What Is the King James Version of the Holy Bible?

Sarah Nichols/CC-BY-SA 2.0

The King James version of the Bible is the product of a translation of scripture commissioned by James I, King of England, in 1604. Completed in 1611, the King James version of the Bible was initially unpopular with members of the Church of England. By the mid-1600s, however, the King James version replaced its predecessors and became the Bible of use across the English-speaking world.

When James I, then James VI of Scotland, assumed the throne as King of England following the death of Queen Elizabeth I, two competing translations of the Bible existed due to a long and contentious history of the monarchy switching hands between Protestant and anti-Protestant rulers. Published by a small group of Calvinists in 1560, the Geneva Bible, was a favorite of King James. Puritan groups widely used the Geneva Bible. However, to the displeasure of James I, it contained overt anti-royal margin notes.

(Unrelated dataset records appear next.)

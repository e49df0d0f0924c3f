use tracing::warn;

use crate::card::Card;
use crate::errors::StoreResult;
use crate::store::MemberDirectory;
use crate::types::MemberRole;

/// resolves the e-mail addresses a card's notifications go to
pub struct RecipientResolver<'a> {
    directory: &'a dyn MemberDirectory,
}

impl<'a> RecipientResolver<'a> {
    pub fn new(directory: &'a dyn MemberDirectory) -> Self {
        Self { directory }
    }

    /// card owner first, then every owner of the family, without duplicates.
    /// A failed owner lookup is skipped; a failed family lookup is returned.
    pub fn resolve(&self, card: &Card) -> StoreResult<Vec<String>> {
        let mut emails: Vec<String> = Vec::new();

        if let Some(owner_id) = card.owner_member_id {
            match self.directory.member(owner_id) {
                Ok(Some(member)) => push_unique(&mut emails, member.email),
                Ok(None) => {}
                Err(err) => warn!(
                    card_id = %card.id,
                    member_id = %owner_id,
                    error = %err,
                    "card owner lookup failed, continuing with family owners"
                ),
            }
        }

        for member in self.directory.family_members(card.family_id)? {
            if member.role == MemberRole::Owner {
                push_unique(&mut emails, member.email);
            }
        }

        Ok(emails)
    }
}

fn push_unique(emails: &mut Vec<String>, email: Option<String>) {
    if let Some(email) = email.map(|e| e.trim().to_string()).filter(|e| !e.is_empty()) {
        if !emails.contains(&email) {
            emails.push(email);
        }
    }
}
use chrono::NaiveDate;
use serde::{Deserialize, Serialize};

use crate::errors::{BillingError, Result};
use crate::schedule::calendar;
use crate::schedule::BillingCycle;

/// accrual window of a statement, both ends inclusive
#[derive(Debug, Clone, Copy, PartialEq, Eq, Serialize, Deserialize)]
pub struct StatementPeriod {
    pub period_start: NaiveDate,
    pub period_end: NaiveDate,
}

impl StatementPeriod {
    /// window of the statement due on `due_date`: it starts the day after the
    /// previous cycle closed and ends on this cycle's closing date
    pub fn for_due_date(due_date: NaiveDate, cycle: BillingCycle) -> Result<Self> {
        let period_end = cycle.closing_date(due_date)?;
        let previous_due = cycle.step_due_date(due_date, -1)?;
        let previous_closing = cycle.closing_date(previous_due)?;
        let period_start = calendar::days_after(previous_closing, 1).ok_or_else(|| {
            BillingError::InvalidDate {
                message: format!("calendar arithmetic out of range near {previous_closing}"),
            }
        })?;

        Ok(Self {
            period_start,
            period_end,
        })
    }

    pub fn contains(&self, date: NaiveDate) -> bool {
        self.period_start <= date && date <= self.period_end
    }

    pub fn length_in_days(&self) -> i64 {
        (self.period_end - self.period_start).num_days() + 1
    }
}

The more pro-royal Bible in existence at the time was the Bishops’ Bible, translated in 1568 by a group of bishops and emblazoned with an image of Queen Elizabeth herself. Upon taking reign of England, James commissioned a group of 54 scholars from a wide variety of religious backgrounds to create a new biblical translation that would solve the anti-royal problem of the Geneva Bible. James gave the scholars multiple rules to guide their work, including no contentious notes in the margins and no language inaccessible to common people.